> **What to produce**: Give back all the data exactly as it was written.
┄┄┄┄┄┄┄┄┄┄┄┄┄┄┄┄┄┄┄┄
//! Implanting a motif instance into a single sequence.

use crate::base::{ImplantAnnotation, ReceptorSequence, RegionType, SequenceType, SignalAnnotation};
use crate::errors::ImplantError;
use crate::implants::motif::MotifInstance;
use crate::implants::position::{weights_for_implanting, UserPositionWeights};
use rand::Rng;

/// What to implant and where it came from.
#[derive(Debug, Clone, Copy)]
pub struct ImplantRequest<'a> {
    pub signal_id: &'a str,
    pub motif_id: &'a str,
    pub instance: &'a MotifInstance,
    pub position_weights: &'a UserPositionWeights,
}

/// Splices a (possibly gapped) instance over an existing sequence.
///
/// The letters between the two motif parts are kept from the original
/// sequence, so the sequence length never changes.
#[derive(Debug, Clone, Copy, Default)]
pub struct GappedMotifImplanting;

impl GappedMotifImplanting {
    /// Return a copy of `sequence` with the instance implanted.
    ///
    /// # Errors
    ///
    /// * `MotifTooLong` if the instance does not fit into the sequence.
    /// * `Position` for region types without positional numbering.
    /// * `NoViablePosition` when every position is excluded; the caller
    ///   discards the sequence.
    pub fn implant<R: Rng + ?Sized>(
        &self,
        sequence: &ReceptorSequence,
        request: ImplantRequest<'_>,
        sequence_type: SequenceType,
        rng: &mut R,
    ) -> Result<ReceptorSequence, ImplantError> {
        let region_type = sequence.metadata.region_type;
        if !matches!(region_type, RegionType::ImgtCdr3 | RegionType::ImgtJunction) {
            return Err(crate::errors::PositionError::UnsupportedRegionType(region_type).into());
        }

        let original = sequence.get_sequence(sequence_type);
        let span = request.instance.span();
        if span > original.len() {
            return Err(ImplantError::MotifTooLong {
                motif_length: span,
                sequence_length: original.len(),
            });
        }

        let step = sequence_type.letters_per_position();
        let position_count = original.len() / step;
        let weights = weights_for_implanting(
            position_count,
            region_type,
            request.position_weights,
            span.div_ceil(step),
        )?;
        let position = weights
            .sample(rng)
            .ok_or(ImplantError::NoViablePosition {
                length: original.len(),
            })?
            * step;

        let (left, right) = request.instance.parts();
        let gap_start = position + left.len();
        let gap_end = gap_start + request.instance.gap;
        let tail_start = gap_end + right.map_or(0, str::len);
        if tail_start > original.len() {
            return Err(ImplantError::MotifTooLong {
                motif_length: span,
                sequence_length: original.len() - position,
            });
        }

        let mut spliced = String::with_capacity(original.len());
        spliced.push_str(&original[..position]);
        spliced.push_str(left);
        spliced.push_str(&original[gap_start..gap_end]);
        spliced.push_str(right.unwrap_or(""));
        spliced.push_str(&original[tail_start..]);

        let mut implanted = sequence.clone();
        implanted.set_sequence(sequence_type, spliced);
        implanted.annotation.implants.push(ImplantAnnotation {
            signal_id: request.signal_id.to_string(),
            motif_id: request.motif_id.to_string(),
            motif_instance: request.instance.instance.clone(),
            position,
        });
        implanted.metadata.signals.insert(
            request.signal_id.to_string(),
            SignalAnnotation {
                present: true,
                position: None,
            },
        );
        implanted.metadata.p_gen = None;

        Ok(implanted)
    }
}

#[cfg(test)]
mod tests {
    use super::*;
    use crate::base::SequenceMetadata;
    use rand::SeedableRng;
    use rand_xoshiro::Xoshiro256PlusPlus;

    fn junction(aa: &str) -> ReceptorSequence {
        ReceptorSequence::from_aa("seq1", aa).with_metadata(SequenceMetadata {
            region_type: RegionType::ImgtJunction,
            duplicate_count: 1,
            ..Default::default()
        })
    }

    fn request<'a>(instance: &'a MotifInstance, weights: &'a UserPositionWeights) -> ImplantRequest<'a> {
        ImplantRequest {
            signal_id: "s1",
            motif_id: "m1",
            instance,
            position_weights: weights,
        }
    }

    #[test]
    fn test_implant_ungapped_contains_motif() {
        let sequence = junction("CASSLGQETQYF");
        let instance = MotifInstance::new("WWW", 0);
        let weights = UserPositionWeights::new();
        let mut rng = Xoshiro256PlusPlus::seed_from_u64(42);

        for _ in 0..20 {
            let new = GappedMotifImplanting
                .implant(&sequence, request(&instance, &weights), SequenceType::AminoAcid, &mut rng)
                .unwrap();
            assert_eq!(new.sequence_aa.len(), sequence.sequence_aa.len());
            assert!(new.sequence_aa.contains("WWW"));
            assert!(new.contains_signal("s1"));
            let implant = &new.annotation.implants[0];
            assert_eq!(&new.sequence_aa[implant.position..implant.position + 3], "WWW");
            assert_eq!(sequence.sequence_aa, "CASSLGQETQYF");
        }
    }

    #[test]
    fn test_implant_gapped_keeps_gap_letters() {
        let sequence = junction("CASSLGQETQYF");
        let instance = MotifInstance::new("W/W", 2);
        let weights = UserPositionWeights::new();
        let mut rng = Xoshiro256PlusPlus::seed_from_u64(9);

        let new = GappedMotifImplanting
            .implant(&sequence, request(&instance, &weights), SequenceType::AminoAcid, &mut rng)
            .unwrap();
        let p = new.annotation.implants[0].position;
        let bytes = new.sequence_aa.as_bytes();
        assert_eq!(bytes[p], b'W');
        assert_eq!(bytes[p + 3], b'W');
        assert_eq!(&new.sequence_aa[p + 1..p + 3], &sequence.sequence_aa[p + 1..p + 3]);
    }

    #[test]
    fn test_implant_motif_too_long() {
        let sequence = junction("CASF");
        let instance = MotifInstance::new("AAAAA", 0);
        let weights = UserPositionWeights::new();
        let mut rng = Xoshiro256PlusPlus::seed_from_u64(1);
        let result =
            GappedMotifImplanting.implant(&sequence, request(&instance, &weights), SequenceType::AminoAcid, &mut rng);
        assert!(matches!(result, Err(ImplantError::MotifTooLong { .. })));
    }

    #[test]
    fn test_implant_no_viable_position() {
        let sequence = junction("CASSLF");
        let instance = MotifInstance::new("AA", 0);
        let mut weights = UserPositionWeights::new();
        weights.insert("118".parse().unwrap(), 1.0);
        let mut rng = Xoshiro256PlusPlus::seed_from_u64(1);
        let result =
            GappedMotifImplanting.implant(&sequence, request(&instance, &weights), SequenceType::AminoAcid, &mut rng);
        assert!(matches!(result, Err(ImplantError::NoViablePosition { .. })));
    }

    #[test]
    fn test_implant_unsupported_region() {
        let mut sequence = junction("CASSLF");
        sequence.metadata.region_type = RegionType::FullSequence;
        let instance = MotifInstance::new("AA", 0);
        let weights = UserPositionWeights::new();
        let mut rng = Xoshiro256PlusPlus::seed_from_u64(1);
        let result =
            GappedMotifImplanting.implant(&sequence, request(&instance, &weights), SequenceType::AminoAcid, &mut rng);
        assert!(matches!(result, Err(ImplantError::Position(_))));
    }

    #[test]
    fn test_implant_nucleotide_at_codon_boundary() {
        let mut sequence = junction("CASSF");
        sequence.sequence = "TGTGCCAGCAGCTTT".into();
        let instance = MotifInstance::new("GGG", 0);
        let weights = UserPositionWeights::new();
        let mut rng = Xoshiro256PlusPlus::seed_from_u64(5);

        let new = GappedMotifImplanting
            .implant(&sequence, request(&instance, &weights), SequenceType::Nucleotide, &mut rng)
            .unwrap();
        let p = new.annotation.implants[0].position;
        assert_eq!(p % 3, 0);
        assert_eq!(&new.sequence[p..p + 3], "GGG");
        assert_eq!(new.sequence_aa.len(), 5);
        assert!(new.sequence_aa.contains('G'));
    }
}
┄┄┄┄┄┄┄┄┄┄┄┄┄┄┄┄┄┄┄┄
> **Task result**:
//! Implanting a motif instance into a single sequence.

use crate::base::{ImplantAnnotation, ReceptorSequence, RegionType, SequenceType, SignalAnnotation};
use crate::errors::ImplantError;
use crate::implants::motif::MotifInstance;
use crate::implants::position::{weights_for_implanting, UserPositionWeights};
use rand::Rng;

/// What to implant and where it came from.
#[derive(Debug, Clone, Copy)]
pub struct ImplantRequest<'a> {
    pub signal_id: &'a str,
    pub motif_id: &'a str,
    pub instance: &'a MotifInstance,
    pub position_weights: &'a UserPositionWeights,
}

/// Splices a (possibly gapped) instance over an existing sequence.
///
/// The letters between the two motif parts are kept from the original
/// sequence, so the sequence length never changes.
#[derive(Debug, Clone, Copy, Default)]
pub struct GappedMotifImplanting;

impl GappedMotifImplanting {
    /// Return a copy of `sequence` with the instance implanted.
    ///
    /// # Errors
    ///
    /// * `MotifTooLong` if the instance does not fit into the sequence.
    /// * `Position` for region types without positional numbering.
    /// * `NoViablePosition` when every position is excluded; the caller
    ///   discards the sequence.
    pub fn implant<R: Rng + ?Sized>(
        &self,
        sequence: &ReceptorSequence,
        request: ImplantRequest<'_>,
        sequence_type: SequenceType,
        rng: &mut R,
    ) -> Result<ReceptorSequence, ImplantError> {
        let region_type = sequence.metadata.region_type;
        if !matches!(region_type, RegionType::ImgtCdr3 | RegionType::ImgtJunction) {
            return Err(crate::errors::PositionError::UnsupportedRegionType(region_type).into());
        }

        let original = sequence.get_sequence(sequence_type);
        let span = request.instance.span();
        if span > original.len() {
            return Err(ImplantError::MotifTooLong {
                motif_length: span,
                sequence_length: original.len(),
            });
        }

        let step = sequence_type.letters_per_position();
        let position_count = original.len() / step;
        let weights = weights_for_implanting(
            position_count,
            region_type,
            request.position_weights,
            span.div_ceil(step),
        )?;
        let position = weights
            .sample(rng)
            .ok_or(ImplantError::NoViablePosition {
                length: original.len(),
            })?
            * step;

        let (left, right) = request.instance.parts();
        let gap_start = position + left.len();
        let gap_end = gap_start + request.instance.gap;
        let tail_start = gap_end + right.map_or(0, str::len);
        if tail_start > original.len() {
            return Err(ImplantError::MotifTooLong {
                motif_length: span,
                sequence_length: original.len() - position,
            });
        }

        let mut spliced = String::with_capacity(original.len());
        spliced.push_str(&original[..position]);
        spliced.push_str(left);
        spliced.push_str(&original[gap_start..gap_end]);
        spliced.push_str(right.unwrap_or(""));
        spliced.push_str(&original[tail_start..]);

        let mut implanted = sequence.clone();
        implanted.set_sequence(sequence_type, spliced);
        implanted.annotation.implants.push(ImplantAnnotation {
            signal_id: request.signal_id.to_string(),
            motif_id: request.motif_id.to_string(),
            motif_instance: request.instance.instance.clone(),
            position,
        });
        implanted.metadata.signals.insert(
            request.signal_id.to_string(),
            SignalAnnotation {
                present: true,
                position: None,
            },
        );
        implanted.metadata.p_gen = None;

        Ok(implanted)
    }
}

#[cfg(test)]
mod tests {
    use super::*;
    use crate::base::SequenceMetadata;
    use rand::SeedableRng;
    use rand_xoshiro::Xoshiro256PlusPlus;

    fn junction(aa: &str) -> ReceptorSequence {
        ReceptorSequence::from_aa("seq1", aa).with_metadata(SequenceMetadata {
            region_type: RegionType::ImgtJunction,
            duplicate_count: 1,
            ..Default::default()
        })
    }

    fn request<'a>(instance: &'a MotifInstance, weights: &'a UserPositionWeights) -> ImplantRequest<'a> {
        ImplantRequest {
            signal_id: "s1",
            motif_id: "m1",
            instance,
            position_weights: weights,
        }
    }

    #[test]
    fn test_implant_ungapped_contains_motif() {
        let sequence = junction("CASSLGQETQYF");
        let instance = MotifInstance::new("WWW", 0);
        let weights = UserPositionWeights::new();
        let mut rng = Xoshiro256PlusPlus::seed_from_u64(42);

        for _ in 0..20 {
            let new = GappedMotifImplanting
                .implant(&sequence, request(&instance, &weights), SequenceType::AminoAcid, &mut rng)
                .unwrap();
            assert_eq!(new.sequence_aa.len(), sequence.sequence_aa.len());
            assert!(new.sequence_aa.contains("WWW"));
            assert!(new.contains_signal("s1"));
            let implant = &new.annotation.implants[0];
            assert_eq!(&new.sequence_aa[implant.position..implant.position + 3], "WWW");
            assert_eq!(sequence.sequence_aa, "CASSLGQETQYF");
        }
    }

    #[test]
    fn test_implant_gapped_keeps_gap_letters() {
        let sequence = junction("CASSLGQETQYF");
        let instance = MotifInstance::new("W/W", 2);
        let weights = UserPositionWeights::new();
        let mut rng = Xoshiro256PlusPlus::seed_from_u64(9);

        let new = GappedMotifImplanting
            .implant(&sequence, request(&instance, &weights), SequenceType::AminoAcid, &mut rng)
            .unwrap();
        let p = new.annotation.implants[0].position;
        let bytes = new.sequence_aa.as_bytes();
        assert_eq!(bytes[p], b'W');
        assert_eq!(bytes[p + 3], b'W');
        assert_eq!(&new.sequence_aa[p + 1..p + 3], &sequence.sequence_aa[p + 1..p + 3]);
    }

    #[test]
    fn test_implant_motif_too_long() {
        let sequence = junction("CASF");
        let instance = MotifInstance::new("AAAAA", 0);
        let weights = UserPositionWeights::new();
        let mut rng = Xoshiro256PlusPlus::seed_from_u64(1);
        let result =
            GappedMotifImplanting.implant(&sequence, request(&instance, &weights), SequenceType::AminoAcid, &mut rng);
        assert!(matches!(result, Err(ImplantError::MotifTooLong { .. })));
    }

    #[test]
    fn test_implant_no_viable_position() {
        let sequence = junction("CASSLF");
        let instance = MotifInstance::new("AA", 0);
        let mut weights = UserPositionWeights::new();
        weights.insert("118".parse().unwrap(), 1.0);
        let mut rng = Xoshiro256PlusPlus::seed_from_u64(1);
        let result =
            GappedMotifImplanting.implant(&sequence, request(&instance, &weights), SequenceType::AminoAcid, &mut rng);
        assert!(matches!(result, Err(ImplantError::NoViablePosition { .. })));
    }

    #[test]
    fn test_implant_unsupported_region() {
        let mut sequence = junction("CASSLF");
        sequence.metadata.region_type = RegionType::FullSequence;
        let instance = MotifInstance::new("AA", 0);
        let weights = UserPositionWeights::new();
        let mut rng = Xoshiro256PlusPlus::seed_from_u64(1);
        let result =
            GappedMotifImplanting.implant(&sequence, request(&instance, &weights), SequenceType::AminoAcid, &mut rng);
        assert!(matches!(result, Err(ImplantError::Position(_))));
    }

    #[test]
    fn test_implant_nucleotide_at_codon_boundary() {
        let mut sequence = junction("CASSF");
        sequence.sequence = "TGTGCCAGCAGCTTT".into();
        let instance = MotifInstance::new("GGG", 0);
        let weights = UserPositionWeights::new();
        let mut rng = Xoshiro256PlusPlus::seed_from_u64(5);

        let new = GappedMotifImplanting
            .implant(&sequence, request(&instance, &weights), SequenceType::Nucleotide, &mut rng)
            .unwrap();
        let p = new.annotation.implants[0].position;
        assert_eq!(p % 3, 0);
        assert_eq!(&new.sequence[p..p + 3], "GGG");
        assert_eq!(new.sequence_aa.len(), 5);
        assert!(new.sequence_aa.contains('G'));
    }
}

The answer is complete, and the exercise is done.